RELATED: 14 Apple TV Remote Tips and Tricks You Should Know

The Easiest Fix: Use the Trackpad as a D-Pad

What most Apple TV users don’t know is that you can use the remote’s trackpad as a traditional D-pad.

All you have to do is tap in a specific area on the trackpad that relates to the direction you want to go. So for example, if you want to scroll down, you would tap the bottom part of the trackpad. Scrolling up would require tapping on the top portion of trackpad, and so on.

This is a little hidden gem of a feature that can make navigating menus a bit easier for those who don’t like swiping on the trackpad.

Use the Previous-Gen Apple TV Remote

It’s probably not the most ideal option, but if you want to use a D-pad remote that’s 100% compatible with the Apple TV, then the Apple TV 3 remote is the only way to go.

It works with the Apple TV 4 and 4K models, and it’s still available to purchase directly from Apple.

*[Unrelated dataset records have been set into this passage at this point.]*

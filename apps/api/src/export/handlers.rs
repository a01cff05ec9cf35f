use axum::{
    extract::{Path, State},
    http::header,
    response::{IntoResponse, Response},
};
use tracing::{info, warn};
use uuid::Uuid;

use crate::errors::AppError;
use crate::export::normalize::normalize_surface;
use crate::export::sink::{archive_to_dir, Download};
use crate::export::{derive_filename, export_to_document, ExportError, MemorySink};
use crate::models::record::ResumeRecord;
use crate::session::session_not_found;
use crate::state::AppState;
use crate::surface::render_svg;
use crate::templates::{render_preview, PREVIEW_SURFACE_ID};

/// GET /api/v1/sessions/:id/preview
/// SVG of the surface exactly as it would be rasterized for export.
pub async fn handle_preview(
    State(state): State<AppState>,
    Path(id): Path<Uuid>,
) -> Result<Response, AppError> {
    let record = current_record(&state, id).await?;
    let settings = state.export_settings.clone();

    let svg = tokio::task::spawn_blocking(move || {
        let doc = render_preview(&record);
        let mut surface = doc
            .find_by_id(PREVIEW_SURFACE_ID)
            .cloned()
            .ok_or_else(|| ExportError::SurfaceNotFound(PREVIEW_SURFACE_ID.to_string()))?;
        normalize_surface(&mut surface, &settings);
        Ok::<_, ExportError>(render_svg(&surface, settings.surface_width))
    })
    .await
    .map_err(|e| AppError::Internal(anyhow::anyhow!("Preview task failed: {e}")))??;

    Ok(([(header::CONTENT_TYPE, "image/svg+xml")], svg).into_response())
}

/// POST /api/v1/sessions/:id/export
/// Renders the session's preview surface to a paginated A4 PDF and returns it as a download.
pub async fn handle_export(
    State(state): State<AppState>,
    Path(id): Path<Uuid>,
) -> Result<Response, AppError> {
    match state.sessions.begin_export(id).await {
        None => return Err(session_not_found(id)),
        Some(false) => {
            return Err(AppError::Conflict(format!(
                "An export is already running for session {id}"
            )))
        }
        Some(true) => {}
    }

    // Spawned so the slot is released even if the client goes away mid-export.
    let task_state = state.clone();
    let download = tokio::spawn(async move {
        let result = run_export(&task_state, id).await;
        task_state.sessions.finish_export(id).await;
        result
    })
    .await
    .map_err(|e| AppError::Internal(anyhow::anyhow!("Export task failed: {e}")))??;

    if let Some(dir) = state.config.export_archive_dir.clone() {
        let filename = download.filename.clone();
        let bytes = download.bytes.clone();
        let archived =
            tokio::task::spawn_blocking(move || archive_to_dir(&dir, &filename, &bytes)).await;
        match archived {
            Ok(Ok(_)) => {}
            Ok(Err(e)) => warn!(session_id = %id, "Archiving export failed: {e}"),
            Err(e) => warn!(session_id = %id, "Archive task failed: {e}"),
        }
    }

    let disposition = content_disposition(&download.filename);
    Ok((
        [
            (header::CONTENT_TYPE, "application/pdf".to_string()),
            (header::CONTENT_DISPOSITION, disposition),
        ],
        download.bytes,
    )
        .into_response())
}

async fn current_record(state: &AppState, id: Uuid) -> Result<ResumeRecord, AppError> {
    state
        .sessions
        .snapshot(id)
        .await
        .map(|session| session.record)
        .ok_or_else(|| session_not_found(id))
}

async fn run_export(state: &AppState, id: Uuid) -> Result<Download, AppError> {
    let record = current_record(state, id).await?;
    let filename = derive_filename(&record.personal_info.full_name);
    let settings = state.export_settings.clone();
    let rasterizer = state.rasterizer.clone();

    let (report, sink) = tokio::task::spawn_blocking(move || {
        let mut doc = render_preview(&record);
        let mut sink = MemorySink::default();
        export_to_document(
            &mut doc,
            PREVIEW_SURFACE_ID,
            &filename,
            &settings,
            rasterizer.as_ref(),
            &mut sink,
        )
        .map(|report| (report, sink))
    })
    .await
    .map_err(|e| AppError::Internal(anyhow::anyhow!("Export task failed: {e}")))??;

    info!(session_id = %id, pages = report.page_count(), "Export delivered");
    sink.delivered
        .ok_or_else(|| AppError::Internal(anyhow::anyhow!("Export finished without a document")))
}

/// `attachment` disposition with an ASCII fallback name and, for non-ASCII names,
/// an RFC 5987 `filename*` parameter.
fn content_disposition(filename: &str) -> String {
    let fallback: String = filename
        .chars()
        .map(|c| if c.is_ascii_graphic() && c != '"' && c != '\\' { c } else { '_' })
        .collect();
    if filename.is_ascii() {
        return format!("attachment; filename=\"{fallback}\"");
    }
    let mut encoded = String::new();
    for byte in filename.bytes() {
        if byte.is_ascii_alphanumeric() || b"-._~".contains(&byte) {
            encoded.push(byte as char);
        } else {
            encoded.push_str(&format!("%{byte:02X}"));
        }
    }
    format!("attachment; filename=\"{fallback}\"; filename*=UTF-8''{encoded}")
}

#[cfg(test)]
mod tests {
    use super::*;

    #[test]
    fn test_ascii_disposition() {
        assert_eq!(
            content_disposition("ada-lovelace.pdf"),
            "attachment; filename=\"ada-lovelace.pdf\""
        );
    }

    #[test]
    fn test_non_ascii_disposition_has_fallback_and_utf8_name() {
        let value = content_disposition("zoë.pdf");
        assert!(value.starts_with("attachment; filename=\"zo_.pdf\""));
        assert!(value.ends_with("filename*=UTF-8''zo%C3%AB.pdf"));
    }
}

However, it’s missing the Siri button and the volume controls, so if you’re okay going without those, then you’re good to go.

Plus, at just $19 (compared to $59 for the Siri Remote), the original Apple TV remote makes for a super cheap replacement option if your Siri Remote breaks or gets lost and you can’t afford a brand new one.

Use a Universal Remote

If the original Apple TV remote won’t cut it for you, you can instead use a universal remote—one that includes a real D-pad, as well as a bunch of added functionality and features.

Universal remotes are great for home entertainment systems because it provides you with one interface for everything, rather than having to use separate remotes for each individual device. So not only do you get your D-pad to control your Apple TV, but you also step up your home theater game in the process.

RELATED: How to Control Your Entire Home Theater with a Logitech Harmony Remote

I use the Logitech Harmony 650 with my Apple TV and it works pretty well. Of course, you do lose some functionality with your Apple TV, like being able to easily scrub through video or tapping on the trackpad to get a quick peak at how much time is left in a movie. However, most of the functionality that you’d want is still there.

Of course, don’t forget that you can use your television’s own remote to control your Apple TV as well. This isn’t the most popular option, as most remotes that come with the television aren’t that great, but it’s an option if you don’t feel like splurging on a universal remote.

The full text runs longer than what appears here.